Drożdże z wody i dwutlenku węgla oraz owady
Jedna z ośmiu firm, która znalazła się w kolejnym etapie – Air Company – zaproponowała wyhodowanie jadalnych drożdży przy pomocy wody i dwutlenku węgla. Tak donosi Steve Gorman z agencji Reuters.
Firma opracowała system, który polega na wychwytywaniu dwutlenku węgla z oddechu astronautów, a następnie przy wykorzystaniu energii elektrycznej rozdziela wodę na wodór i tlen. Rośliny wykorzystują te składniki do produkcji cukru w procesie fotosyntezy, ale firma Air Company wykorzystuje je do produkcji alkoholu.

Następnie inżynierowie podają ten alkohol drożdżom, które z kolei rozmnażają się, aż utworzą odżywcze drożdże, które nie różnią się tak bardzo od koktajlu białkowego. Można je również rozgnieść wałkiem i można je wykorzystać do zrobienia makaronu.
Zupełnie inne podejście reprezentuje firma Interstellar z Florydy. Produkują oni małe kostki, które przypominające szklarnie. Można je specjalnie dostosować, aby wyhodować w nich różnorodne składniki żywności, od grzybów po zieloną sałatę, a nawet owady, które dostarczałyby białko.
Wśród firm, które przeszły dalej w konkursie, są również dwie, które przyszłość kosmicznych posiłków widzą w grzybach. Kernel Deltech z Florydy i Mycorena ze Szwecji, zaprezentowały technologię tworzenia jadalnego białka grzybowego.

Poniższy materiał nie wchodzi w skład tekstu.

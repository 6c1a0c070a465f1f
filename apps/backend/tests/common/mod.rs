#![allow(dead_code)]

// tests/common/mod.rs
use actix_web::body::BoxBody;
use actix_web::dev::ServiceResponse;
use actix_web::test;
use serde_json::Value;

// Logging is auto-installed for every test binary that includes this module
#[ctor::ctor]
fn init_logging() {
    backend_test_support::logging::init();
}

/// Read a JSON body, failing the test with the raw text when it is not JSON.
pub async fn read_json(resp: ServiceResponse<BoxBody>) -> Value {
    let body = test::read_body(resp).await;
    serde_json::from_slice(&body).unwrap_or_else(|e| {
        panic!(
            "response body is not JSON ({e}): {}",
            String::from_utf8_lossy(&body)
        )
    })
}

/// `x-trace-id` of a response; panics when missing.
pub fn trace_id_header(resp: &ServiceResponse<BoxBody>) -> String {
    resp.headers()
        .get("x-trace-id")
        .and_then(|v| v.to_str().ok())
        .expect("x-trace-id header should be present")
        .to_string()
}
//! SeaORM adapter for the restaurant repository.

use async_trait::async_trait;
use sea_orm::sea_query::{Expr, Func, LikeExpr, NullOrdering};
use sea_orm::{
    ActiveModelTrait, ColumnTrait, Condition, ConnectionTrait, DatabaseConnection, EntityTrait,
    IntoActiveModel, NotSet, Order, PaginatorTrait, QueryFilter, QueryOrder, QuerySelect, Select,
    Set,
};

use crate::entities::restaurants;
use crate::errors::domain::DomainError;
use crate::infra::db_errors::map_db_err;
use crate::repos::{
    NewRestaurant, Page, PageRequest, Restaurant, RestaurantPatch, RestaurantRepo, SortBy,
    SortDirection,
};

/// Escape LIKE wildcards so the phrase matches literally.
fn like_pattern(phrase: &str) -> LikeExpr {
    let mut escaped = String::with_capacity(phrase.len() + 2);
    escaped.push('%');
    for c in phrase.chars() {
        if matches!(c, '%' | '_' | '\\') {
            escaped.push('\\');
        }
        escaped.push(c);
    }
    escaped.push('%');
    LikeExpr::new(escaped).escape('\\')
}

fn filtered(request: &PageRequest) -> Select<restaurants::Entity> {
    let mut query = restaurants::Entity::find();
    if let Some(phrase) = request.normalized_phrase() {
        query = query.filter(
            Condition::any()
                .add(
                    Expr::expr(Func::lower(Expr::col(restaurants::Column::Name)))
                        .like(like_pattern(&phrase)),
                )
                .add(
                    Expr::expr(Func::lower(Expr::col(restaurants::Column::Description)))
                        .like(like_pattern(&phrase)),
                ),
        );
    }
    query
}

fn sort_column(column: SortBy) -> restaurants::Column {
    match column {
        SortBy::Name => restaurants::Column::Name,
        SortBy::Category => restaurants::Column::Category,
        SortBy::Description => restaurants::Column::Description,
    }
}

pub async fn list_page<C: ConnectionTrait + Send + Sync>(
    conn: &C,
    request: &PageRequest,
) -> Result<(Vec<restaurants::Model>, u64), sea_orm::DbErr> {
    let total = filtered(request).count(conn).await?;

    let mut query = filtered(request);
    if let Some((column, direction)) = request.sort {
        // NULL sorts as the largest value on every backend.
        let (order, nulls) = match direction {
            SortDirection::Asc => (Order::Asc, NullOrdering::Last),
            SortDirection::Desc => (Order::Desc, NullOrdering::First),
        };
        query = query.order_by_with_nulls(sort_column(column), order, nulls);
    }
    let rows = query
        .order_by_asc(restaurants::Column::Id)
        .offset(request.offset())
        .limit(u64::from(request.page_size))
        .all(conn)
        .await?;

    Ok((rows, total))
}

pub async fn insert_restaurant<C: ConnectionTrait + Send + Sync>(
    conn: &C,
    dto: NewRestaurant,
) -> Result<restaurants::Model, sea_orm::DbErr> {
    let active = restaurants::ActiveModel {
        id: NotSet,
        name: Set(dto.name),
        description: Set(dto.description),
        category: Set(dto.category),
        has_delivery: Set(dto.has_delivery),
        contact_email: Set(dto.contact_email),
        contact_number: Set(dto.contact_number),
        city: Set(dto.city),
        street: Set(dto.street),
        postal_code: Set(dto.postal_code),
        created_by_id: Set(dto.created_by_id),
    };
    active.insert(conn).await
}

pub async fn update_restaurant<C: ConnectionTrait + Send + Sync>(
    conn: &C,
    id: i32,
    patch: RestaurantPatch,
) -> Result<Option<restaurants::Model>, sea_orm::DbErr> {
    let Some(existing) = restaurants::Entity::find_by_id(id).one(conn).await? else {
        return Ok(None);
    };
    let mut active = existing.into_active_model();
    active.name = Set(patch.name);
    active.description = Set(patch.description);
    active.has_delivery = Set(patch.has_delivery);
    active.update(conn).await.map(Some)
}

impl From<restaurants::Model> for Restaurant {
    fn from(model: restaurants::Model) -> Self {
        Restaurant {
            id: model.id,
            name: model.name,
            description: model.description,
            category: model.category,
            has_delivery: model.has_delivery,
            contact_email: model.contact_email,
            contact_number: model.contact_number,
            city: model.city,
            street: model.street,
            postal_code: model.postal_code,
            created_by_id: model.created_by_id,
        }
    }
}

/// `RestaurantRepo` over a SeaORM connection.
#[derive(Clone)]
pub struct SeaRestaurantRepo {
    db: DatabaseConnection,
}

impl SeaRestaurantRepo {
    pub fn new(db: DatabaseConnection) -> Self {
        Self { db }
    }
}

#[async_trait]
impl RestaurantRepo for SeaRestaurantRepo {
    async fn list(&self, request: &PageRequest) -> Result<Page<Restaurant>, DomainError> {
        let (rows, total_items) = list_page(&self.db, request).await.map_err(map_db_err)?;
        Ok(Page {
            items: rows.into_iter().map(Restaurant::from).collect(),
            total_items,
        })
    }

    async fn find_by_id(&self, id: i32) -> Result<Option<Restaurant>, DomainError> {
        let row = restaurants::Entity::find_by_id(id)
            .one(&self.db)
            .await
            .map_err(map_db_err)?;
        Ok(row.map(Restaurant::from))
    }

    async fn create(&self, restaurant: NewRestaurant) -> Result<Restaurant, DomainError> {
        insert_restaurant(&self.db, restaurant)
            .await
            .map(Restaurant::from)
            .map_err(map_db_err)
    }

    async fn update(
        &self,
        id: i32,
        patch: RestaurantPatch,
    ) -> Result<Option<Restaurant>, DomainError> {
        let row = update_restaurant(&self.db, id, patch)
            .await
            .map_err(map_db_err)?;
        Ok(row.map(Restaurant::from))
    }

    async fn delete(&self, id: i32) -> Result<bool, DomainError> {
        let result = restaurants::Entity::delete_by_id(id)
            .exec(&self.db)
            .await
            .map_err(map_db_err)?;
        Ok(result.rows_affected > 0)
    }
}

NASA chce, aby posiłki kosmiczne znalazły zastosowanie na ziemi
NASA, jak i firmy, które biorą udział w konkursie, nie chcą zatrzymywać się na podróżach kosmicznych, ale chcą również ze swoimi produktami wrócić na ziemię.
Mają nadzieję, że posiłki, które opracowują pomogą zwalczyć braki żywności na Ziemi, zwłaszcza w regionach, w których trudno jest uprawiać rośliny. Dzięki projektowaniu z myślą o niskich zasobach w przestrzeni kosmicznej wszystkie innowacje mają mieć niewielki wpływ na środowisko.